MOSCOW—Russian Falun Gong practitioners continued to protest in front of the Chinese embassy in Moscow on March 26, and police continued to arrest them.
When Falun Gong adherents individually unfurled protest banners in front of the embassy, police officers arrested them in short order, taking them to the Ramenki police station.
Five Russian Falun Gong practitioners are being held in police custody in the police station at the time of this writing, and police are reportedly preparing civil-law charges against them. Police also arrested numerous protesting Falun Gong practitioners and confiscated their protest banners on March 24 and 25.
According to one practitioner, appealing individually in front of the embassy does not require a permit. So the practitioners took care not to congregate in front of the embassy building, but instead kept separate to ensure that they would be protesting as individuals rather than as a group.

Meanwhile, at the official opening of 2007 as "The Year of China" in Russia, Epoch Times Russia staffer Svetlana Kim was detained by officers of Russia's Federal Security Service. Police removed her from the Krokus City exhibition center where she was covering the event, and detained her at a police station.
These protests are in response to the impending visit of Hu Jintao, leader of the Chinese communist regime. The Chinese regime banned the practice of Falun Gong in 1999, after officially supporting it for several years before that.

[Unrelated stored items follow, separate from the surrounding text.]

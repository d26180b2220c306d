use std::collections::BTreeSet;
use std::env;
use std::fs;
use std::path::{Path, PathBuf};

const KEY_PREFIX: &str = "\"ORGANIZER_";

fn rust_sources(root: &Path) -> std::io::Result<Vec<PathBuf>> {
    let mut pending = vec![root.to_path_buf()];
    let mut files = Vec::new();
    while let Some(dir) = pending.pop() {
        for entry in fs::read_dir(&dir)? {
            let path = entry?.path();
            if path.is_dir() {
                pending.push(path);
            } else if path.extension().is_some_and(|ext| ext == "rs") {
                files.push(path);
            }
        }
    }
    files.sort();
    Ok(files)
}

/// String literals that are exactly an `ORGANIZER_*` name. Format strings
/// such as the warning line prefix do not close right after the name.
fn env_keys_in(source: &str, keys: &mut BTreeSet<String>) {
    let mut rest = source;
    while let Some(start) = rest.find(KEY_PREFIX) {
        let candidate = &rest[start + 1..];
        let len = candidate
            .find(|c: char| !(c.is_ascii_uppercase() || c.is_ascii_digit() || c == '_'))
            .unwrap_or(candidate.len());
        if candidate[len..].starts_with('"') && len > KEY_PREFIX.len() - 1 {
            keys.insert(candidate[..len].to_string());
        }
        rest = &candidate[len..];
    }
}

fn main() -> std::io::Result<()> {
    let mut keys = BTreeSet::new();
    for file in rust_sources(Path::new("src"))? {
        println!("cargo:rerun-if-changed={}", file.display());
        env_keys_in(&fs::read_to_string(&file)?, &mut keys);
    }

    let out_dir = env::var_os("OUT_DIR").map(PathBuf::from).ok_or_else(|| {
        std::io::Error::new(std::io::ErrorKind::NotFound, "OUT_DIR is not set")
    })?;
    let body = keys
        .iter()
        .map(|key| format!("    \"{key}\",\n"))
        .collect::<String>();
    fs::write(
        out_dir.join("organizer_env_allowlist.rs"),
        format!("pub const GENERATED_ENV_ALLOWLIST: &[&str] = &[\n{body}];\n"),
    )?;

    println!("cargo:rerun-if-changed=build.rs");
    println!("cargo:rerun-if-changed=src");
    Ok(())
}
use anyhow::{Context, Result};
use serde::{Deserialize, Serialize};
use sha2::{Digest, Sha256};
use std::fmt;
use std::fs::File;
use std::io::{BufReader, Read};
use std::path::Path;

const READ_CHUNK_BYTES: usize = 64 * 1024;

/// SHA-256 of a file's full byte content, lowercase hex.
#[derive(Debug, Clone, PartialEq, Eq, Hash, PartialOrd, Ord, Serialize, Deserialize)]
#[serde(transparent)]
pub struct FileFingerprint(String);

impl FileFingerprint {
    pub fn as_str(&self) -> &str {
        &self.0
    }

    pub fn short(&self) -> &str {
        &self.0[..self.0.len().min(12)]
    }

    #[cfg(test)]
    pub fn of_bytes(bytes: &[u8]) -> Self {
        let mut hasher = Sha256::new();
        hasher.update(bytes);
        Self(format!("{:x}", hasher.finalize()))
    }
}

impl fmt::Display for FileFingerprint {
    fn fmt(&self, f: &mut fmt::Formatter<'_>) -> fmt::Result {
        f.write_str(&self.0)
    }
}

/// Streams the file through the hasher so large media never sits in memory.
pub fn fingerprint(path: &Path) -> Result<FileFingerprint> {
    let file = File::open(path).with_context(|| format!("failed to open {}", path.display()))?;
    let mut reader = BufReader::with_capacity(READ_CHUNK_BYTES, file);
    let mut hasher = Sha256::new();
    let mut buf = vec![0u8; READ_CHUNK_BYTES];
    loop {
        let read = reader
            .read(&mut buf)
            .with_context(|| format!("failed to read {}", path.display()))?;
        if read == 0 {
            break;
        }
        hasher.update(&buf[..read]);
    }
    Ok(FileFingerprint(format!("{:x}", hasher.finalize())))
}

#[cfg(test)]
mod tests {
    use super::{FileFingerprint, fingerprint};
    use std::fs;
    use tempfile::tempdir;

    #[test]
    fn identical_content_matches_across_names_and_dirs() {
        let tmp = tempdir().expect("tempdir");
        let a = tmp.path().join("photo.jpg");
        let nested = tmp.path().join("nested");
        fs::create_dir_all(&nested).expect("mkdir");
        let b = nested.join("copy of photo.png");
        fs::write(&a, b"same bytes").expect("write a");
        fs::write(&b, b"same bytes").expect("write b");

        assert_eq!(fingerprint(&a).expect("a"), fingerprint(&b).expect("b"));
    }

    #[test]
    fn streamed_digest_equals_whole_buffer_digest() {
        let tmp = tempdir().expect("tempdir");
        let path = tmp.path().join("large.bin");
        let bytes = (0..300_000u32).map(|i| (i % 251) as u8).collect::<Vec<_>>();
        fs::write(&path, &bytes).expect("write");

        assert_eq!(
            fingerprint(&path).expect("stream"),
            FileFingerprint::of_bytes(&bytes)
        );
    }

    #[test]
    fn different_content_differs() {
        let tmp = tempdir().expect("tempdir");
        let a = tmp.path().join("a");
        let b = tmp.path().join("b");
        fs::write(&a, b"A").expect("write");
        fs::write(&b, b"B").expect("write");
        assert_ne!(fingerprint(&a).expect("a"), fingerprint(&b).expect("b"));
    }

    #[test]
    fn missing_file_is_an_error() {
        let tmp = tempdir().expect("tempdir");
        let err = fingerprint(&tmp.path().join("gone.jpg")).expect_err("should fail");
        assert!(format!("{err:#}").contains("failed to open"));
    }
}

Since the ban was effected, the Chinese regime has arrested hundreds of thousands of Chinese practitioners, torturing and murdering thousands, and using some as a living organ warehouse for transplants for wealthy foreigners (please see China's New Regulation Exposes Organ Removal From Live Minors and Organ Harvesting in China. )
Falun Gong, a peaceful meditation and exercise regimen, is practiced throughout the world. Falun Gong practitioners regularly appeal for an end to the persecution in China. Only in countries with strong ties to communist China are these demonstrations suppressed.